Painel inovador na Semana do Clima de São Francisco destaca apostas em tecnologias disruptivas

A Semana do Clima de São Francisco (San Francisco Climate Week) reuniu líderes globais para discutir soluções climáticas, e um dos destaques foi um painel realizado no Heatmap House, um espaço montado em um antigo navio no bairro de Klamath. O evento, que contou com painéis e mesas-redondas, trouxe à tona discussões sobre investimentos em tecnologias climáticas de alto risco e potencial transformador.

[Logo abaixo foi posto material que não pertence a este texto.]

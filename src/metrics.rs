use parking_lot::RwLock;
use std::sync::atomic::{AtomicU64, Ordering};
use std::time::{Duration, Instant};

/// Counters and per-shard gauges for monitoring the fleet.
///
/// Use `snapshot()` to get a point-in-time view of all metrics, or the
/// individual getter methods for specific values.
#[derive(Debug, Default)]
pub struct Metrics {
    connections_total: AtomicU64,
    reconnections_total: AtomicU64,
    messages_received_total: AtomicU64,
    messages_sent_total: AtomicU64,
    listen_requests_total: AtomicU64,
    pings_sent_total: AtomicU64,
    pongs_received_total: AtomicU64,
    decode_failures_total: AtomicU64,
    moderation_events_total: AtomicU64,
    shards_failed_total: AtomicU64,

    /// Per-shard metrics
    shard_metrics: RwLock<Vec<ShardMetrics>>,
}

/// Metrics for a single shard
#[derive(Debug, Clone, Default)]
pub struct ShardMetrics {
    /// Shard identifier
    pub shard_id: usize,
    /// Current number of subscribed topics
    pub topic_count: usize,
    /// Whether the shard is currently connected
    pub is_connected: bool,
    /// Number of reconnections this shard has performed
    pub reconnects: u64,
    /// Duration since last message received (None if no messages)
    pub time_since_last_message: Option<Duration>,
    #[doc(hidden)]
    pub(crate) last_message_at: Option<Instant>,
}

impl ShardMetrics {
    fn snapshot(&self) -> ShardMetrics {
        ShardMetrics {
            time_since_last_message: self.last_message_at.map(|t| t.elapsed()),
            ..self.clone()
        }
    }
}

impl Metrics {
    pub fn new() -> Self {
        Self::default()
    }

    // ========== Getters ==========

    /// Total connections established
    pub fn connections(&self) -> u64 {
        self.connections_total.load(Ordering::Relaxed)
    }

    /// Total reconnections
    pub fn reconnections(&self) -> u64 {
        self.reconnections_total.load(Ordering::Relaxed)
    }

    /// Total messages received
    pub fn messages_received(&self) -> u64 {
        self.messages_received_total.load(Ordering::Relaxed)
    }

    /// Total messages sent
    pub fn messages_sent(&self) -> u64 {
        self.messages_sent_total.load(Ordering::Relaxed)
    }

    /// Total `LISTEN` requests sent
    pub fn listen_requests(&self) -> u64 {
        self.listen_requests_total.load(Ordering::Relaxed)
    }

    /// Total heartbeat pings sent
    pub fn pings_sent(&self) -> u64 {
        self.pings_sent_total.load(Ordering::Relaxed)
    }

    /// Total heartbeat pongs received
    pub fn pongs_received(&self) -> u64 {
        self.pongs_received_total.load(Ordering::Relaxed)
    }

    /// Total frames that failed to decode
    pub fn decode_failures(&self) -> u64 {
        self.decode_failures_total.load(Ordering::Relaxed)
    }

    /// Total moderation events decoded
    pub fn moderation_events(&self) -> u64 {
        self.moderation_events_total.load(Ordering::Relaxed)
    }

    /// Total shards that exhausted their retry budget
    pub fn shards_failed(&self) -> u64 {
        self.shards_failed_total.load(Ordering::Relaxed)
    }

    // ========== Recording methods (called internally) ==========

    pub(crate) fn record_connection(&self) {
        self.connections_total.fetch_add(1, Ordering::Relaxed);
    }

    pub(crate) fn record_reconnection(&self) {
        self.reconnections_total.fetch_add(1, Ordering::Relaxed);
    }

    pub(crate) fn record_message_received(&self) {
        self.messages_received_total.fetch_add(1, Ordering::Relaxed);
    }

    pub(crate) fn record_message_sent(&self) {
        self.messages_sent_total.fetch_add(1, Ordering::Relaxed);
    }

    pub(crate) fn record_listen_request(&self) {
        self.listen_requests_total.fetch_add(1, Ordering::Relaxed);
    }

    pub(crate) fn record_ping(&self) {
        self.pings_sent_total.fetch_add(1, Ordering::Relaxed);
    }

    pub(crate) fn record_pong(&self) {
        self.pongs_received_total.fetch_add(1, Ordering::Relaxed);
    }

    pub(crate) fn record_decode_failure(&self) {
        self.decode_failures_total.fetch_add(1, Ordering::Relaxed);
    }

    pub(crate) fn record_moderation_event(&self) {
        self.moderation_events_total.fetch_add(1, Ordering::Relaxed);
    }

    pub(crate) fn record_shard_failed(&self) {
        self.shards_failed_total.fetch_add(1, Ordering::Relaxed);
    }

    /// Stamp a received message on a shard (for freshness tracking)
    pub(crate) fn record_shard_message_received(&self, shard_id: usize) {
        self.update_shard(shard_id, |s| s.last_message_at = Some(Instant::now()));
    }

    /// Update metrics for a specific shard
    pub(crate) fn update_shard(&self, shard_id: usize, update_fn: impl FnOnce(&mut ShardMetrics)) {
        let mut shards = self.shard_metrics.write();

        // Ensure we have enough entries
        while shards.len() <= shard_id {
            let id = shards.len();
            shards.push(ShardMetrics {
                shard_id: id,
                ..Default::default()
            });
        }

        update_fn(&mut shards[shard_id]);
    }

    /// Snapshot of all shard metrics with computed durations
    pub fn shard_metrics(&self) -> Vec<ShardMetrics> {
        self.shard_metrics.read().iter().map(|s| s.snapshot()).collect()
    }

    /// Current count of connected shards
    pub fn active_connections(&self) -> usize {
        self.shard_metrics
            .read()
            .iter()
            .filter(|s| s.is_connected)
            .count()
    }

    /// Total topic count across all shards
    pub fn total_topics(&self) -> usize {
        self.shard_metrics
            .read()
            .iter()
            .map(|s| s.topic_count)
            .sum()
    }

    /// Point-in-time snapshot of all metrics for export
    pub fn snapshot(&self) -> MetricsSnapshot {
        let shards = self.shard_metrics.read();
        let shard_snapshots: Vec<ShardMetrics> = shards.iter().map(|s| s.snapshot()).collect();

        MetricsSnapshot {
            connections_total: self.connections_total.load(Ordering::Acquire),
            reconnections_total: self.reconnections_total.load(Ordering::Acquire),
            messages_received_total: self.messages_received_total.load(Ordering::Acquire),
            messages_sent_total: self.messages_sent_total.load(Ordering::Acquire),
            listen_requests_total: self.listen_requests_total.load(Ordering::Acquire),
            pings_sent_total: self.pings_sent_total.load(Ordering::Acquire),
            pongs_received_total: self.pongs_received_total.load(Ordering::Acquire),
            decode_failures_total: self.decode_failures_total.load(Ordering::Acquire),
            moderation_events_total: self.moderation_events_total.load(Ordering::Acquire),
            shards_failed_total: self.shards_failed_total.load(Ordering::Acquire),
            active_connections: shard_snapshots.iter().filter(|s| s.is_connected).count(),
            total_topics: shard_snapshots.iter().map(|s| s.topic_count).sum(),
            shards: shard_snapshots,
        }
    }
}

/// A point-in-time snapshot of all metrics
#[derive(Debug, Clone)]
pub struct MetricsSnapshot {
    pub connections_total: u64,
    pub reconnections_total: u64,
    pub messages_received_total: u64,
    pub messages_sent_total: u64,
    pub listen_requests_total: u64,
    pub pings_sent_total: u64,
    pub pongs_received_total: u64,
    pub decode_failures_total: u64,
    pub moderation_events_total: u64,
    pub shards_failed_total: u64,
    pub active_connections: usize,
    pub total_topics: usize,
    pub shards: Vec<ShardMetrics>,
}

#[cfg(test)]
mod tests {
    use super::*;

    #[test]
    fn test_metrics_counters() {
        let metrics = Metrics::new();

        metrics.record_connection();
        metrics.record_connection();
        metrics.record_reconnection();
        metrics.record_pong();

        assert_eq!(metrics.connections(), 2);
        assert_eq!(metrics.reconnections(), 1);
        assert_eq!(metrics.pongs_received(), 1);
        assert_eq!(metrics.pings_sent(), 0);
    }

    #[test]
    fn test_shard_metrics() {
        let metrics = Metrics::new();

        metrics.update_shard(0, |s| {
            s.is_connected = true;
            s.topic_count = 50;
        });
        metrics.update_shard(1, |s| {
            s.is_connected = true;
            s.topic_count = 20;
        });

        assert_eq!(metrics.active_connections(), 2);
        assert_eq!(metrics.total_topics(), 70);
    }

    #[test]
    fn test_shard_freshness_tracking() {
        let metrics = Metrics::new();

        metrics.record_shard_message_received(0);

        let shards = metrics.shard_metrics();
        let age = shards[0].time_since_last_message.expect("stamped");
        assert!(age < Duration::from_secs(1));
    }

    #[test]
    fn test_metrics_snapshot() {
        let metrics = Metrics::new();

        metrics.record_connection();
        metrics.record_moderation_event();
        metrics.update_shard(0, |s| {
            s.is_connected = true;
            s.topic_count = 30;
        });

        let snapshot = metrics.snapshot();

        assert_eq!(snapshot.connections_total, 1);
        assert_eq!(snapshot.moderation_events_total, 1);
        assert_eq!(snapshot.active_connections, 1);
        assert_eq!(snapshot.total_topics, 30);
        assert_eq!(snapshot.shards.len(), 1);
    }
}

Moderado por Katie Brigham, da Heatmap, o painel contou com a participação de Gabriel Kra (Prelude Ventures), Matthew Nordan (Azolla Ventures) e Susan Su (Toba Capital). Os três investidores compartilharam suas estratégias de apostar em ideias que, à primeira vista, parecem contrárias ao consenso do mercado.

"O que parece contrarian é o que fazemos", diz investidor

Gabriel Kra, da Prelude Ventures, resumiu a filosofia do grupo:

"Coisas que parecem contrárias ao mercado são justamente o que fazemos. Às vezes, uma ideia que parece ruim é, na verdade, uma ótima oportunidade."

A Prelude Ventures foca em empresas de clima em estágio inicial que são consideradas estranhas, não consensuais, contra cíclicas ou simplesmente à frente do seu tempo. Kra citou como exemplo o investimento em fusão nuclear, uma tecnologia que, segundo ele, foi negligenciada por anos até se tornar um dos temas mais discutidos recentemente.

Matthew Nordan, da Azolla Ventures, também defendeu a aposta em setores controversos, como a carne cultivada em laboratório. Mesmo com dúvidas sobre a aceitação do público, ele está investindo em empresas como a Pythag Technologies, que usa IA generativa para desenvolver produtos de origem celular.

"Este é um momento interessante para investir de forma contra cíclica em um setor como esse. Se há uma verdadeira inovação por trás, mesmo que ainda não seja atraente para o mercado tradicional, é nosso papel apoiá-la desde o início."

Diversificação e riscos calculados

Susan Su, da Toba Capital, reforçou que sua empresa adota uma abordagem diversificada, investindo em diferentes categorias e estágios. Um de seus investimentos pessoais é na Xeno, startup que desenvolve motos elétricas para entregadores e redes de recarga em mercados emergentes, começando pela África Oriental.

Os painelistas destacaram que o maior valor dos investimentos contrarian está no potencial de financiar quebrar de paradigma. Kra mencionou que a Prelude já havia apostado em fusão nuclear antes do atual boom, quando o tema ainda era visto com ceticismo.

"Se há inovações verdadeiramente disruptivas que não são atraentes para o mercado tradicional — seja por serem muito iniciais, estranhas ou não consensuais — seria um desperdício não apoiá-las desde o começo."

O papel do venture capital no clima

Nordan ressaltou que o venture capital tem um papel crucial em preencher lacunas deixadas por investidores institucionais maiores, que muitas vezes evitam tecnologias de alto risco ou inovadoras demais. Segundo ele, muitas das soluções climáticas mais promissoras ainda não são consideradas "investíveis" pelo mercado tradicional, mas podem ser essenciais para o futuro.

Para os investidores presentes, a estratégia contrarian não é apenas uma aposta, mas uma necessidade para acelerar a transição energética e climática. Ao apostar em ideias que o mercado rejeita, eles acreditam estar construindo o caminho para inovações que, um dia, serão indispensáveis.